I began my teaching career as a graduate assistant in 1988, just a few months after I completed my bachelor’s degree. I think back on that first semester of teaching every once in a while. I’ve learned a lot about pedagogy and the craft of teaching over the years, and I’m a better teacher now. At the same time, I do remember that thrilling and impossible to repeat feeling of it all being new. After finishing a unit or exercise during that first section of first year writing, students asked me what we were doing next. “I don’t know,” I answered– and that was an honest and exciting response.

My approach to teaching is based on the orthodoxy of my field: the classroom should be a “student-centered” space focused on the process of learning because that process is as important to the content being studied. My main job is to foster interaction between students and to facilitate the opportunity to learn. To do this, I emphasize collaboration, short writing activities, and small group discussions to encourage student interests. At the same time, I think there are limits to these orthodoxies. Fostering a student-centered space means acknowledging for both myself and my students the realities of the teacher’s role as leader, facilitator, and ultimately authority both in terms of expertise and evaluation. It can be difficult to manage the tensions between the “student-centered” ideals and the “professor-present” realities, and I think the first step is to acknowledge that this tension exists.

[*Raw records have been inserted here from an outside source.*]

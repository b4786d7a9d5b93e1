//! Format registry and pixel conversion.
//!
//! The native framebuffer layout is not global state: it is held by a
//! [`Registry`] created at startup (usually from what the display device
//! reports) and handed to every bitmap constructor.

use log::debug;

use crate::Pixel;
use crate::format::{PixelFormat, PixelFormatId};

#[derive(Clone, Debug, PartialEq, Eq)]
pub struct Registry {
    native: PixelFormat,
}

impl Registry {
    pub fn new(native: PixelFormat) -> Self {
        debug!("pixel registry created, native format {:?}", native);
        Self { native }
    }

    /// Replace the native layout for operations performed from now on.
    ///
    /// Bitmaps keep the layout they were created with.
    pub fn set_native(&mut self, native: PixelFormat) {
        debug!("native pixel format changed from {:?} to {:?}", self.native, native);
        self.native = native;
    }

    pub fn native(&self) -> PixelFormat {
        self.native
    }

    pub fn descriptor(&self, id: PixelFormatId) -> PixelFormat {
        id.builtin().unwrap_or(self.native)
    }

    pub fn to_reference(&self, id: PixelFormatId, pixel: Pixel) -> Pixel {
        self.descriptor(id).to_reference(pixel)
    }

    pub fn from_reference(&self, id: PixelFormatId, rgba: Pixel) -> Pixel {
        self.descriptor(id).from_reference(rgba)
    }

    /// Convert `pixel` from `src` to `dst`. Equal ids return it untouched.
    pub fn convert(&self, src: PixelFormatId, dst: PixelFormatId, pixel: Pixel) -> Pixel {
        if src == dst {
            return pixel;
        }
        self.from_reference(dst, self.to_reference(src, pixel))
    }

    /// Reference color in the native layout.
    pub fn pixel(&self, rgba: Pixel) -> Pixel {
        self.from_reference(PixelFormatId::Native, rgba)
    }
}

#[cfg(test)]
mod tests {
    use super::*;
    use crate::color::rgba;

    const IDS: [PixelFormatId; 6] = [
        PixelFormatId::Native,
        PixelFormatId::Rgb16,
        PixelFormatId::Rgb24,
        PixelFormatId::Rgba32,
        PixelFormatId::Argb32,
        PixelFormatId::Abgr32,
    ];

    #[test]
    fn native_resolves_to_configured_layout() {
        let registry = Registry::new(PixelFormat::RGB16);
        assert_eq!(registry.descriptor(PixelFormatId::Native), PixelFormat::RGB16);
        assert_eq!(registry.descriptor(PixelFormatId::Rgb24), PixelFormat::RGB24);
        assert_eq!(registry.native(), PixelFormat::RGB16);
    }

    #[test]
    fn set_native_affects_later_conversions() {
        let mut registry = Registry::new(PixelFormat::ARGB32);
        let red = rgba(0xFF, 0, 0, 0xFF);
        assert_eq!(registry.pixel(red), 0xFFFF0000);
        registry.set_native(PixelFormat::RGB16);
        assert_eq!(registry.pixel(red), 0xF800);
    }

    #[test]
    fn registries_are_independent() {
        let a = Registry::new(PixelFormat::ARGB32);
        let b = Registry::new(PixelFormat::ABGR32);
        let color = rgba(1, 2, 3, 4);
        assert_eq!(a.pixel(color), 0x04010203);
        assert_eq!(b.pixel(color), 0x04030201);
    }

    #[test]
    fn convert_same_id_is_identity() {
        let registry = Registry::new(PixelFormat::RGB16);
        for id in IDS {
            for p in [0, u32::MAX, 0x12345678, 0xFFFF_0000] {
                assert_eq!(registry.convert(id, id, p), p);
            }
        }
    }

    #[test]
    fn convert_goes_through_reference() {
        let registry = Registry::new(PixelFormat::ARGB32);
        let p = registry.convert(PixelFormatId::Native, PixelFormatId::Abgr32, 0x80FF4000);
        assert_eq!(p, 0x800040FF);
        let p = registry.convert(PixelFormatId::Rgb16, PixelFormatId::Rgba32, 0xF800);
        assert_eq!(p, 0xFF0000FF);
    }

    #[test]
    fn native_and_explicit_twin_convert_alike() {
        let registry = Registry::new(PixelFormat::ARGB32);
        let p = 0x11223344;
        assert_eq!(
            registry.convert(PixelFormatId::Native, PixelFormatId::Rgb24, p),
            registry.convert(PixelFormatId::Argb32, PixelFormatId::Rgb24, p)
        );
    }

    #[test]
    fn round_trip_every_id() {
        let registry = Registry::new(PixelFormat::RGB16);
        for id in IDS {
            for p in [0, u32::MAX, 0x12345678, 0x00FF00FF, 0x7F7F7F7F] {
                let once = registry.from_reference(id, p);
                let again = registry.from_reference(id, registry.to_reference(id, once));
                assert_eq!(again, once);
            }
        }
    }
}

Most of my teaching has explored the relationships between writing and technology. Technology can’t replace good teaching nor can it solve the problems of bad teaching. But effective instructional technology both facilitates and questions the student-centered classroom in ways that I think helps students learn and helps me grow as a teacher.

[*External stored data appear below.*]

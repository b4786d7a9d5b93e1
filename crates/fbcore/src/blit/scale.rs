//! Nearest-neighbor stretching.

use log::trace;

use super::{BlitFlags, Compositor, Rect, clip_span};
use crate::bitmap::Bitmap;

/// Source cell sampled by cell `rel` of a `span` wide destination span.
///
/// `start`/`len` is the sampled source range, `limit` the source size on
/// this axis; samples falling outside the source are `None`.
fn sample(rel: usize, span: u32, start: i32, len: u32, flip: bool, limit: usize) -> Option<usize> {
    let last = i64::from(len) - 1;
    // Both factors are below 2^32 in any blit.
    let exact = rel as u64 * u64::from(len) / u64::from(span);
    let mut offset = (exact as i64).min(last);
    if flip {
        offset = last - offset;
    }
    let cell = i64::from(start) + offset;
    (0..limit as i64).contains(&cell).then_some(cell as usize)
}

/// Stretch `region` of `src` over `rect` of `dst`.
pub(super) fn blit_region(
    dst: &mut Bitmap<'_>,
    src: &Bitmap<'_>,
    region: Rect,
    rect: Rect,
    flags: BlitFlags,
) {
    if region.is_empty() || rect.is_empty() {
        return;
    }
    let (rel_x, dst_x, cols) = clip_span(rect.x.into(), rect.w as usize, dst.width());
    let (rel_y, dst_y, rows) = clip_span(rect.y.into(), rect.h as usize, dst.height());
    if cols == 0 || rows == 0 {
        return;
    }
    trace!("scaled blit {:?} -> {:?}, {:?}", region, rect, flags);

    let flip = flags.contains(BlitFlags::FLIP_X);
    let compositor = Compositor::new(dst, src, flags);
    let (src_w, src_h, dst_w) = (src.width(), src.height(), dst.width());
    let src_pixels = src.pixels();
    let dst_pixels = dst.pixels_mut();

    for r in 0..rows {
        let Some(sy) = sample(rel_y + r, rect.h, region.y, region.h, false, src_h) else {
            continue;
        };
        let src_row = &src_pixels[sy * src_w..][..src_w];
        let dst_row = &mut dst_pixels[(dst_y + r) * dst_w + dst_x..][..cols];
        for (c, slot) in dst_row.iter_mut().enumerate() {
            if let Some(sx) = sample(rel_x + c, rect.w, region.x, region.w, flip, src_w) {
                compositor.apply(slot, src_row[sx]);
            }
        }
    }
}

I’ve been teaching online courses as a part of my regular teaching load since 2005. I don’t think I’d say I prefer it to teaching face to face courses, but I do like the format, and I do believe online courses are as effective as face to face courses. There isn’t much point in comparing which one is “better;” rather, it’s all about the affordances of the different formats.

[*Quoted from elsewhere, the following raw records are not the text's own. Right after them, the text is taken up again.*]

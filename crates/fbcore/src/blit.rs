//! Bitmap compositing.
//!
//! Every blit clips to the destination (and never samples outside the
//! source), so any placement is safe: pixels that would land outside are
//! skipped. Only written pixels are converted; the rest of the destination
//! is left as is.

mod rotate;
mod scale;


use glam::IVec2;
use log::trace;

use crate::Pixel;
use crate::bitmap::Bitmap;
use crate::color::MASK_KEY;
use crate::format::PixelFormat;

bitflags::bitflags! {
    #[derive(Clone, Copy, Debug, PartialEq, Eq)]
    pub struct BlitFlags: u32 {
        /// Skip source pixels equal to [`MASK_KEY`].
        const MASKED = 1 << 0;
        /// Add to the destination, saturating each channel.
        const ADDITIVE = 1 << 1;
        /// Read source columns right to left.
        const FLIP_X = 1 << 2;
    }
}

#[derive(Clone, Copy, Debug, PartialEq, Eq, Hash)]
pub struct Rect {
    pub x: i32,
    pub y: i32,
    pub w: u32,
    pub h: u32,
}

impl Rect {
    pub const fn new(x: i32, y: i32, w: u32, h: u32) -> Self {
        Self { x, y, w, h }
    }

    /// The whole area of `bitmap`.
    pub fn of(bitmap: &Bitmap<'_>) -> Self {
        // Bitmap dimensions are bounded by i32::MAX.
        Self::new(0, 0, bitmap.width() as u32, bitmap.height() as u32)
    }

    pub fn is_empty(&self) -> bool {
        self.w == 0 || self.h == 0
    }
}

#[derive(Clone, Copy, Debug, PartialEq)]
pub enum Transform {
    /// Copy at the given top-left position.
    At(IVec2),
    /// Stretch the whole source into the rectangle.
    Scaled(Rect),
    /// Stretch a region of the source into the `dst` rectangle.
    ScaledRegion { src: Rect, dst: Rect },
    /// Rotate by `angle` radians (clockwise on screen) about the source
    /// midpoint, which lands on `center`.
    Rotated { center: IVec2, angle: f32 },
}

/// Per-pixel compositing shared by every transform.
struct Compositor {
    src: PixelFormat,
    dst: PixelFormat,
    key: Option<Pixel>,
    additive: bool,
}

impl Compositor {
    fn new(dst: &Bitmap<'_>, src: &Bitmap<'_>, flags: BlitFlags) -> Self {
        let key = flags
            .contains(BlitFlags::MASKED)
            .then(|| src.layout().from_reference(MASK_KEY));
        Self {
            src: src.layout(),
            dst: dst.layout(),
            key,
            additive: flags.contains(BlitFlags::ADDITIVE),
        }
    }

    #[inline]
    fn apply(&self, slot: &mut Pixel, pixel: Pixel) {
        if self.key == Some(pixel) {
            return;
        }
        let value = self.src.convert_to(&self.dst, pixel);
        *slot = if self.additive {
            self.dst.add_saturating(*slot, value)
        } else {
            value
        };
    }
}

/// Clip `len` cells placed at `pos` against an axis of `limit` cells.
///
/// Returns the first source cell, the first destination cell and the
/// number of cells that land inside.
fn clip_span(pos: i64, len: usize, limit: usize) -> (usize, usize, usize) {
    let start = pos.max(0);
    let end = (pos + len as i64).min(limit as i64);
    if end <= start {
        return (0, 0, 0);
    }
    ((start - pos) as usize, start as usize, (end - start) as usize)
}

fn blit_at(dst: &mut Bitmap<'_>, src: &Bitmap<'_>, pos: IVec2, flags: BlitFlags) {
    let (src_x, dst_x, cols) = clip_span(pos.x.into(), src.width(), dst.width());
    let (src_y, dst_y, rows) = clip_span(pos.y.into(), src.height(), dst.height());
    if cols == 0 || rows == 0 {
        return;
    }
    trace!("blit {}x{} at {:?}, {:?}", cols, rows, pos, flags);

    let flip = flags.contains(BlitFlags::FLIP_X);
    let plain =
        !flags.intersects(BlitFlags::MASKED | BlitFlags::ADDITIVE) && src.layout() == dst.layout();
    let compositor = Compositor::new(dst, src, flags);
    let (src_w, dst_w) = (src.width(), dst.width());
    let src_pixels = src.pixels();
    let dst_pixels = dst.pixels_mut();

    for r in 0..rows {
        let src_row = &src_pixels[(src_y + r) * src_w..][..src_w];
        let dst_row = &mut dst_pixels[(dst_y + r) * dst_w + dst_x..][..cols];
        if flip {
            // Destination column c reads source column src_w - 1 - (src_x + c).
            let span = &src_row[src_w - src_x - cols..src_w - src_x];
            for (slot, &pixel) in dst_row.iter_mut().zip(span.iter().rev()) {
                if plain {
                    *slot = pixel;
                } else {
                    compositor.apply(slot, pixel);
                }
            }
        } else if plain {
            dst_row.copy_from_slice(&src_row[src_x..src_x + cols]);
        } else {
            for (slot, &pixel) in dst_row.iter_mut().zip(&src_row[src_x..src_x + cols]) {
                compositor.apply(slot, pixel);
            }
        }
    }
}

/// General form of every blit: one transform, any combination of flags.
pub fn blit_ex(dst: &mut Bitmap<'_>, src: &Bitmap<'_>, transform: Transform, flags: BlitFlags) {
    if dst.is_released() || src.is_released() {
        return;
    }
    match transform {
        Transform::At(pos) => blit_at(dst, src, pos, flags),
        Transform::Scaled(rect) => scale::blit_region(dst, src, Rect::of(src), rect, flags),
        Transform::ScaledRegion { src: region, dst: rect } => {
            scale::blit_region(dst, src, region, rect, flags)
        }
        Transform::Rotated { center, angle } => {
            rotate::blit_rotated(dst, src, center, angle, flags)
        }
    }
}

/// Copy `src` with its top-left corner at `pos`. Rows are copied in bulk
/// when both bitmaps share a layout.
pub fn blit(dst: &mut Bitmap<'_>, src: &Bitmap<'_>, pos: IVec2) {
    blit_ex(dst, src, Transform::At(pos), BlitFlags::empty());
}

/// Like [`blit`], skipping source pixels equal to [`MASK_KEY`].
pub fn blit_masked(dst: &mut Bitmap<'_>, src: &Bitmap<'_>, pos: IVec2) {
    blit_ex(dst, src, Transform::At(pos), BlitFlags::MASKED);
}

/// Like [`blit`], adding source channels to the destination.
pub fn blit_add(dst: &mut Bitmap<'_>, src: &Bitmap<'_>, pos: IVec2) {
    blit_ex(dst, src, Transform::At(pos), BlitFlags::ADDITIVE);
}

/// Like [`blit`], mirrored left to right.
pub fn blit_flipped(dst: &mut Bitmap<'_>, src: &Bitmap<'_>, pos: IVec2) {
    blit_ex(dst, src, Transform::At(pos), BlitFlags::FLIP_X);
}

/// Stretch the whole source into `rect` (nearest neighbor).
pub fn blit_scaled(dst: &mut Bitmap<'_>, src: &Bitmap<'_>, rect: Rect) {
    blit_ex(dst, src, Transform::Scaled(rect), BlitFlags::empty());
}

/// Stretch `region` of the source into `rect` (nearest neighbor).
pub fn blit_scaled_region(dst: &mut Bitmap<'_>, src: &Bitmap<'_>, region: Rect, rect: Rect) {
    blit_ex(
        dst,
        src,
        Transform::ScaledRegion { src: region, dst: rect },
        BlitFlags::empty(),
    );
}

/// Rotate the source by `angle` radians about its midpoint and place that
/// midpoint on `center`.
pub fn blit_rotated(dst: &mut Bitmap<'_>, src: &Bitmap<'_>, center: IVec2, angle: f32) {
    blit_ex(
        dst,
        src,
        Transform::Rotated { center, angle },
        BlitFlags::empty(),
    );
}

I’ve published scholarship about rhetorical situation, multimedia/new media, blogging, writing pedagogy, self-publishing, and “the profession” writ large. Lately I’ve been focused on Massive Open Online Courses. I’ve published a few articles and chapters about my MOOC student experiences, and (along with Charles Lowe) I edited a collection of essays about MOOCs called Invasion of the MOOCs: the Promises and Perils of Massive Open Online Courses, which was published by Parlor Press in 2014.  I’m finishing a book about MOOCs called More Than a Moment which will hopefully be published in 2019.

I’ve also given many presentations and I’ve participated in roundtables and workshops at a variety of different conferences.


Like many composition and rhetoric specialists, I’ve taken on a variety of different administrative roles throughout my career. I’ve been the associate director and the interim director of EMU’s First Year Writing program, the English Department’s computer lab and technology coordinator, and the coordinator for the Bachelors and Masters Degree Programs in Written Communication. I’ve also been on all of my department’s major committees at one time or another, and I have chaired several faculty hiring committees.